Remote ischemic postconditioning protects ischemic brain from injury in rats with focal cerebral ischemia/reperfusion associated with suppression of TLR4 and NF-кB expression.

Abstract

Remote ischemic postconditioning (RIPC) has been proven to be a promising protective method for brain damage caused by transient focal ischemia/reperfusion (I/R) injury. However, the underlying mechanism of RIPC remains elusive. To address whether RIPC protects against brain damage by regulating TLR4 and the NF-κB pathway, focal I/R rat (SD) model induced by 1 h transient middle cerebral artery occlusion was used in this study. RIPC treatment was generated by three cycles of 10 min occlusion and 10 min release of the bilateral hind femoral arteries.
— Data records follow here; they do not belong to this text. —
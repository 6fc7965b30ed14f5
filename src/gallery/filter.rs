use std::sync::Arc;

use crate::clip::{Clip, ClipIdentity};

/// A clip as shown in the gallery: the record plus its resolved game name.
#[derive(Debug, Clone)]
pub struct GalleryClip {
    pub clip: Arc<Clip>,
    /// Display name after aliasing; several folders may share one
    pub display_game: String,
}

impl GalleryClip {
    pub fn new(clip: Arc<Clip>, display_game: impl Into<String>) -> Self {
        Self {
            clip,
            display_game: display_game.into(),
        }
    }

    /// Entry whose display name is just the folder name.
    pub fn unaliased(clip: Clip) -> Self {
        let display_game = clip.game_folder.clone();
        Self::new(Arc::new(clip), display_game)
    }

    pub fn identity(&self) -> &ClipIdentity {
        self.clip.identity()
    }
}

/// Active gallery filters, combined with logical AND.
#[derive(Debug, Clone, Default, PartialEq, Eq)]
pub struct ClipFilter {
    pub game: Option<String>,
    pub tag: Option<String>,
    /// Stored lowercased; empty matches everything
    search: String,
}

impl ClipFilter {
    pub fn set_search(&mut self, query: &str) {
        self.search = query.trim().to_lowercase();
    }

    pub fn search(&self) -> &str {
        &self.search
    }

    pub fn is_active(&self) -> bool {
        self.game.is_some() || self.tag.is_some() || !self.search.is_empty()
    }

    pub fn matches(&self, entry: &GalleryClip) -> bool {
        if let Some(game) = &self.game
            && entry.display_game != *game
        {
            return false;
        }
        if let Some(tag) = &self.tag
            && !entry.clip.tags.iter().any(|t| t == tag)
        {
            return false;
        }
        self.search.is_empty() || self.matches_search(entry)
    }

    fn matches_search(&self, entry: &GalleryClip) -> bool {
        let q = self.search.as_str();
        let clip = &entry.clip;
        clip.file_name.to_lowercase().contains(q)
            || entry.display_game.to_lowercase().contains(q)
            || clip.tags.iter().any(|t| t.to_lowercase().contains(q))
            || clip.description.to_lowercase().contains(q)
    }
}
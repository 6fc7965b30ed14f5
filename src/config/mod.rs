mod load;
mod save;
mod types;

pub use load::{LoadedSettings, default_cache_dir, default_settings_path};
pub use save::{make_relative, save_settings};
pub use types::{CO_LOCATED, GallerySettings, RegisteredGame, ThumbnailCacheConfig, USER_CACHE};
use std::sync::Arc;
use std::sync::atomic::{AtomicBool, Ordering};
use std::thread::{self, JoinHandle};
use std::time::{Duration, Instant};

use log::{debug, info, warn};
use parking_lot::Mutex;

use super::queue::ThumbnailQueue;
use super::request::{CompletionCallback, Priority};
use crate::clip::Clip;
use crate::thumbnail::ThumbnailGenerator;

/// How long the worker sleeps when both lanes are empty
pub const DEFAULT_IDLE_INTERVAL: Duration = Duration::from_millis(50);

/// Runs thumbnail generation on a single background thread.
///
/// Generation calls shell out to an external tool, so they are never run in
/// parallel with each other. Failures are logged and never retried; the
/// request's callbacks still fire so callers can re-check the file.
pub struct ThumbnailScheduler {
    queue: Arc<ThumbnailQueue>,
    generator: Arc<dyn ThumbnailGenerator>,
    worker: Mutex<Option<WorkerHandle>>,
    idle_interval: Duration,
}

/// One spawned worker loop and the flag that stops only that loop.
struct WorkerHandle {
    running: Arc<AtomicBool>,
    handle: JoinHandle<()>,
}

impl ThumbnailScheduler {
    pub fn new(generator: Arc<dyn ThumbnailGenerator>) -> Self {
        Self {
            queue: Arc::new(ThumbnailQueue::new()),
            generator,
            worker: Mutex::new(None),
            idle_interval: DEFAULT_IDLE_INTERVAL,
        }
    }

    pub fn with_idle_interval(mut self, idle_interval: Duration) -> Self {
        self.idle_interval = idle_interval;
        self
    }

    pub fn queue(&self) -> &ThumbnailQueue {
        &self.queue
    }

    /// Request a thumbnail; see [`ThumbnailQueue::request`].
    pub fn request_thumbnail(
        &self,
        clip: Arc<Clip>,
        high_priority: bool,
        on_complete: Option<CompletionCallback>,
    ) {
        self.queue
            .request(clip, Priority::from_high(high_priority), on_complete);
    }

    /// Best-effort hint that a clip became visible.
    pub fn prioritize_clip(&self, clip: &Clip) {
        if self.queue.prioritize(clip.identity()) {
            debug!("Prioritized thumbnail for {}", clip.file_name);
        }
    }

    /// Spawn the worker thread. No-op if it is already running.
    ///
    /// Each start gets its own stop flag, so a worker abandoned by a
    /// [`Self::stop`] issued from its own callback exits even if the
    /// scheduler is restarted right away.
    pub fn start(&self) -> std::io::Result<()> {
        let mut worker = self.worker.lock();
        if worker.is_some() {
            return Ok(());
        }

        let running = Arc::new(AtomicBool::new(true));
        let queue = Arc::clone(&self.queue);
        let generator = Arc::clone(&self.generator);
        let flag = Arc::clone(&running);
        let idle_interval = self.idle_interval;

        let handle = thread::Builder::new()
            .name("thumbnail-worker".to_string())
            .spawn(move || {
                while flag.load(Ordering::Acquire) {
                    if !process_next(&queue, generator.as_ref()) {
                        thread::sleep(idle_interval);
                    }
                }
                debug!("Thumbnail worker stopped");
            })?;

        *worker = Some(WorkerHandle { running, handle });
        info!("Thumbnail worker started");
        Ok(())
    }

    /// Stop dequeuing. A generation call already in progress finishes (and its
    /// callbacks fire) before this returns. Idempotent.
    pub fn stop(&self) {
        let worker = self.worker.lock().take();
        if let Some(WorkerHandle { running, handle }) = worker {
            running.store(false, Ordering::Release);
            // A callback stopping its own scheduler must not join itself
            if handle.thread().id() != thread::current().id() && handle.join().is_err() {
                warn!("Thumbnail worker panicked");
            }
        }
    }

    pub fn is_running(&self) -> bool {
        self.worker
            .lock()
            .as_ref()
            .is_some_and(|w| w.running.load(Ordering::Acquire))
    }

    /// Process one request on the calling thread. Returns false if both lanes
    /// were empty.
    pub fn run_once(&self) -> bool {
        process_next(&self.queue, self.generator.as_ref())
    }

    /// Block until every request has completed or `timeout` elapses.
    pub fn wait_idle(&self, timeout: Duration) -> bool {
        let deadline = Instant::now() + timeout;
        while !self.queue.is_empty() {
            if Instant::now() >= deadline {
                return false;
            }
            thread::sleep(Duration::from_millis(5));
        }
        true
    }
}

impl Drop for ThumbnailScheduler {
    fn drop(&mut self) {
        self.stop();
    }
}

fn process_next(queue: &ThumbnailQueue, generator: &dyn ThumbnailGenerator) -> bool {
    let Some(job) = queue.next_job() else {
        return false;
    };

    debug!("Generating thumbnail for {}", job.clip.file_name);
    if let Err(e) = generator.generate(&job.clip) {
        warn!("{}", e);
    }
    queue.complete(&job);
    true
}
The Garcia JH score was used to evaluate neurobehavioral function and triphenyltetrazolium chloride staining was used to estimate the infarct size of the brain. The expression levels of TLR4 and NF-κB were determined by quantitative PCR and immunohistochemistry. The results showed that RIPC treatment significantly improved neurological deficits and decreased infarct volume. Furthermore, it also inhibited the overexpression of TLR4 and NF-κB induced by middle cerebral artery occlusion reperfusion. Thus, we suggested that RIPC might protect ischemic brain against I/R injury in rats by suppressing the TLR4/NF-кB pathway.